In this study, SSR- and SNP-based technologies, in combination with documented pedigree information, were first applied to elucidate genetic relationships among the Chinese fir parent trees that have complex relations and estimate their genetic variation.

2. Materials and Methods

2.1. Plant Materials

The study was performed on a parent population of 50 elite individuals highlighted by the Chinese fir breeding program of Guangdong (China) for their potential use in third-generation seed orchards. The material was part of the breeding population previously studied, and detailed germplasm and generation information has been illustrated in previous studies [24,43,44]. The recorded pedigree relatedness among the individuals is shown in Figure 1. Briefly, the 50 individuals were separated into 2 pan-relational groups and 1 scatter set. The two pan-relationship groups harbored 30 and 9 individuals, respectively, while the scattered collection consisted of 11 individuals. Parental and offspring relationships are connected by arrows, while those with historical genetic relationships but no detailed records are indicated by straight lines. The individuals without any pedigree records were considered independent of the others.

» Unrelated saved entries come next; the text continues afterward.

//! The broadcast hub: single authority for joins, new messages, edits,
//! and departures.
//!
//! # Locking
//!
//! Three independent locks are involved:
//!
//! - the registry lock, held only to change or copy membership
//! - the history lock, held only to push, edit, or copy messages
//! - the sequencer, held across a whole join or a whole post
//!
//! No send ever happens under the registry or history lock. The sequencer
//! makes each post (persist, append, snapshot, fan-out) and each join
//! (register, copy history, send history) atomic with respect to one
//! another. A joiner therefore sees every message exactly once, either in
//! its history frame or as a later broadcast, and broadcasts leave the hub
//! in the order posts acquired the sequencer.
//!
//! Every send is bounded by the hub's send timeout, and transports are
//! expected to fail fast on a full buffer. A client that stops reading is
//! dropped; it never holds the sequencer for longer than one timeout.

use std::sync::Arc;
use std::time::Duration;

use chrono::Utc;
use futures::future::join_all;
use murmur_store::{MessageStore, StoreError};
use murmur_types::{
    ChatMessage, ClientFrame, ConnectionId, RejectReason, ServerFrame, Submission, normalize_text,
};
use tokio::sync::Mutex;
use tracing::{debug, info, warn};

use crate::connection::{Connection, TransportError};
use crate::error::{EditError, JoinError};
use crate::history::HistoryBuffer;
use crate::registry::{RegistrationHandle, Registry};

/// Upper bound on a single send when none is configured.
pub const DEFAULT_SEND_TIMEOUT: Duration = Duration::from_secs(5);

/// Outcome of one fan-out pass.
#[derive(Debug, Clone, Default, PartialEq, Eq)]
pub struct BroadcastReport {
    /// Connections that accepted the frame.
    pub delivered: usize,
    /// Connections whose send failed and that were unregistered.
    pub dropped: Vec<ConnectionId>,
}

/// Real-time fan-out hub over connections of type `C`.
///
/// One instance is owned by the server and shared (behind an [`Arc`])
/// with every handler that needs it.
#[derive(Debug)]
pub struct Hub<C> {
    registry: Registry<C>,
    history: Mutex<HistoryBuffer>,
    sequencer: Mutex<()>,
    store: Option<Arc<MessageStore>>,
    send_timeout: Duration,
}

impl<C: Connection> Hub<C> {
    /// Create a hub without persistence.
    pub fn new(history_capacity: usize) -> Self {
        Self {
            registry: Registry::new(),
            history: Mutex::new(HistoryBuffer::new(history_capacity)),
            sequencer: Mutex::new(()),
            store: None,
            send_timeout: DEFAULT_SEND_TIMEOUT,
        }
    }

    /// Create a hub that persists every accepted message through `store`.
    pub fn with_store(history_capacity: usize, store: Arc<MessageStore>) -> Self {
        Self {
            store: Some(store),
            ..Self::new(history_capacity)
        }
    }

    /// Bound every send to one connection by `timeout`. A send that
    /// exceeds it counts as failed.
    #[must_use]
    pub fn with_send_timeout(mut self, timeout: Duration) -> Self {
        self.send_timeout = timeout;
        self
    }

    /// The backing store, if any.
    pub const fn store(&self) -> Option<&Arc<MessageStore>> {
        self.store.as_ref()
    }

    // -----------------------------------------------------------------------
    // Membership
    // -----------------------------------------------------------------------

    /// Register a connection and send it the current history.
    ///
    /// If the history frame cannot be delivered the connection is
    /// unregistered again and treated as never having joined.
    ///
    /// # Errors
    ///
    /// Returns [`JoinError`] when the history frame cannot be encoded or
    /// sent.
    pub async fn on_connect(&self, conn: Arc<C>) -> Result<RegistrationHandle, JoinError> {
        let _order = self.sequencer.lock().await;

        let messages = self.history.lock().await.to_vec();
        let replayed = messages.len();
        let frame = C::Frame::from(ServerFrame::History { messages }.encode()?);

        let handle = self.registry.register(Arc::clone(&conn)).await;

        if let Err(e) = self.deliver(&conn, frame).await {
            self.registry.unregister(handle).await;
            conn.close();
            debug!(connection_id = %handle.id(), error = %e, "History delivery failed, join abandoned");
            return Err(JoinError::HistoryDelivery(e));
        }

        let connections = self.registry.len().await;
        info!(
            connection_id = %handle.id(),
            replayed,
            connections,
            "Connection joined"
        );
        Ok(handle)
    }

    /// Unregister a connection. Idempotent.
    ///
    /// Returns `false` if it was already gone (for example, dropped by a
    /// failed broadcast).
    pub async fn disconnect(&self, handle: RegistrationHandle) -> bool {
        let removed = self.registry.unregister(handle).await;
        if removed {
            let connections = self.registry.len().await;
            info!(
                connection_id = %handle.id(),
                connections,
                "Connection left"
            );
        }
        removed
    }

    /// Number of registered connections.
    pub async fn connection_count(&self) -> usize {
        self.registry.len().await
    }

    /// Whether `handle` is still registered.
    pub async fn is_connected(&self, handle: RegistrationHandle) -> bool {
        self.registry.contains(handle).await
    }

    // -----------------------------------------------------------------------
    // Messages
    // -----------------------------------------------------------------------

    /// Decode and post a raw client text frame sent by `sender`.
    ///
    /// # Errors
    ///
    /// Returns [`RejectReason::Malformed`] for an undecodable frame or
    /// [`RejectReason::EmptyMessage`] for blank text. Rejections do not
    /// affect the sender's connection.
    pub async fn submit(&self, raw: &str, sender: ConnectionId) -> Result<ChatMessage, RejectReason> {
        let result = match ClientFrame::decode(raw) {
            Ok(ClientFrame::Message(submission)) => self.post(submission).await,
            Err(reason) => Err(reason),
        };
        match &result {
            Ok(message) => debug!(connection_id = %sender, id = ?message.id, "Message accepted"),
            Err(reason) => debug!(connection_id = %sender, %reason, "Frame rejected"),
        }
        result
    }

    /// Validate a submission, record it, and broadcast it.
    ///
    /// Persistence failures are logged and do not stop the broadcast; the
    /// message then carries no id.
    ///
    /// # Errors
    ///
    /// Returns [`RejectReason::EmptyMessage`] for blank text. Nothing is
    /// stored or broadcast in that case.
    pub async fn post(&self, submission: Submission) -> Result<ChatMessage, RejectReason> {
        let mut message = ChatMessage::compose(submission, 0)?;

        let _order = self.sequencer.lock().await;
        // Timestamps are non-decreasing in broadcast order.
        message.timestamp = unix_now();
        let message = self.persist(message).await;

        self.history.lock().await.push(message.clone());
        let report = self.fan_out(&ServerFrame::Message(message.clone())).await;
        debug!(
            id = ?message.id,
            delivered = report.delivered,
            dropped = report.dropped.len(),
            "Message broadcast"
        );
        Ok(message)
    }

    /// Replace the text of message `id` and broadcast an `edited` frame.
    ///
    /// With a store, the store is authoritative and the history entry is
    /// updated if still buffered. Without one, only buffered messages can
    /// be edited.
    ///
    /// # Errors
    ///
    /// Returns [`EditError::Rejected`] for blank text,
    /// [`EditError::NotFound`] for an unknown id, or
    /// [`EditError::Store`] when the store fails.
    pub async fn edit(&self, id: u64, text: &str) -> Result<ChatMessage, EditError> {
        let text = normalize_text(Some(text))?;

        let _order = self.sequencer.lock().await;
        let now = unix_now();
        let edited = if let Some(store) = &self.store {
            let edited = store.update_text(id, &text, now).await?;
            self.history.lock().await.replace(&edited);
            edited
        } else {
            self.history.lock().await.edit(id, &text, now)?
        };

        self.fan_out(&ServerFrame::Edited(edited.clone())).await;
        info!(id, "Message edited");
        Ok(edited)
    }

    /// Send an arbitrary frame to every registered connection.
    ///
    /// Connections whose send fails are unregistered. Never fails as a
    /// whole.
    pub async fn broadcast(&self, frame: &ServerFrame) -> BroadcastReport {
        let _order = self.sequencer.lock().await;
        self.fan_out(frame).await
    }

    /// Copy of the history buffer, oldest first.
    pub async fn history(&self) -> Vec<ChatMessage> {
        self.history.lock().await.to_vec()
    }

    /// Seed the history buffer, keeping only the most recent messages
    /// that fit.
    pub async fn restore(&self, messages: Vec<ChatMessage>) {
        let mut history = self.history.lock().await;
        history.extend(messages);
        if history.is_empty() {
            debug!("No history to restore");
        } else {
            info!(restored = history.len(), "History restored");
        }
    }

    /// Seed the history buffer from the backing store, if any.
    ///
    /// Returns the number of messages now buffered.
    ///
    /// # Errors
    ///
    /// Returns [`StoreError`] if the store cannot be read.
    pub async fn restore_from_store(&self) -> Result<usize, StoreError> {
        if let Some(store) = &self.store {
            let messages = store.read_all().await?;
            self.restore(messages).await;
        }
        Ok(self.history.lock().await.len())
    }

    // -----------------------------------------------------------------------
    // Internals
    // -----------------------------------------------------------------------

    /// Snapshot, send to everyone concurrently, then prune and close
    /// failures.
    ///
    /// Callers must hold the sequencer.
    async fn fan_out(&self, frame: &ServerFrame) -> BroadcastReport {
        let payload = match frame.encode() {
            Ok(json) => C::Frame::from(json),
            Err(e) => {
                warn!(error = %e, "Failed to encode broadcast frame");
                return BroadcastReport::default();
            }
        };

        let targets = self.registry.snapshot().await;
        let results = join_all(targets.into_iter().map(|(handle, conn)| {
            let payload = payload.clone();
            async move {
                let result = self.deliver(&conn, payload).await;
                (handle, conn, result)
            }
        }))
        .await;

        let mut report = BroadcastReport::default();
        let mut failed = Vec::new();
        for (handle, conn, result) in results {
            match result {
                Ok(()) => report.delivered = report.delivered.saturating_add(1),
                Err(e) => {
                    warn!(connection_id = %handle.id(), error = %e, "Dropping connection after failed send");
                    failed.push((handle, conn));
                }
            }
        }

        for (handle, conn) in failed {
            if self.registry.unregister(handle).await {
                report.dropped.push(handle.id());
                conn.close();
            }
        }
        report
    }

    async fn deliver(&self, conn: &C, frame: C::Frame) -> Result<(), TransportError> {
        tokio::time::timeout(self.send_timeout, conn.send(frame))
            .await
            .unwrap_or(Err(TransportError::TimedOut))
    }

    async fn persist(&self, message: ChatMessage) -> ChatMessage {
        let Some(store) = &self.store else {
            return message;
        };
        match store.append(message.clone()).await {
            Ok(stored) => stored,
            Err(e) => {
                warn!(
                    error = %e,
                    backend = store.name(),
                    "Failed to persist message, broadcasting without id"
                );
                message
            }
        }
    }
}

fn unix_now() -> i64 {
    Utc::now().timestamp()
}
//! Shared type definitions for the Murmur chat hub.
//!
//! Types defined here are used by the store, the hub, and the server, and
//! flow downstream to `TypeScript` via `ts-rs` for the browser client.
//!
//! # Modules
//!
//! - [`ids`] -- Type-safe UUID wrapper for connection identifiers
//! - [`message`] -- Chat messages, submissions, and validation
//! - [`frames`] -- JSON text frames exchanged over the `WebSocket`

pub mod frames;
pub mod ids;
pub mod message;

// Re-export all public types at crate root for convenience.
pub use frames::{ClientFrame, ServerFrame};
pub use ids::ConnectionId;
pub use message::{ChatMessage, DEFAULT_USERNAME, RejectReason, Submission, normalize_text};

2.2. Genomic DNA Extraction

Total genomic DNA was extracted from the mature and healthy leaves using a DNAsecure Plant Kit (TIANGEN, Beijing, China) according to the manufacturer’s instructions. The quality and concentration of DNA were then evaluated by 1% agarose gel electrophoresis and an ultraviolet spectrophotometer (NanoDrop-2000, Wilmington, DE, USA).

2.3. SSR Assay

Twenty-one highly polymorphic and stable SSR markers developed by Wen et al. [45] and re-screened by Duan et al. [40] were used in this study. The polymerase chain reaction (PCR) was performed in a 25 µL final volume containing 11 µL of double-distilled water, 0.5 µL of 10 µmol/L forward primer, 0.5 µL of 10 µmol/L reverse primer, 12.5 µL 2× Taq Plus PCR MasterMix, and 0.5 µL of genomic DNA (~50 ng). The PCR amplification was carried out in a T100TM Thermal Cycler using the following program: initial denaturation at 94 °C for 5 min, followed by 35 cycles of denaturation at 94 °C for 30 s, annealing at 55 °C for 30 s, extension at 72 °C for 30 s, and final extension at 72 °C for 10 min. An ABI3730xl DNA Analyzer (Applied Biosystems, Carlsbad, CA, USA) was used to separate PCR products. The amplicons were analyzed using Gene-Marker 2.2.0 (SoftGenetics LLC, State College, PA, USA).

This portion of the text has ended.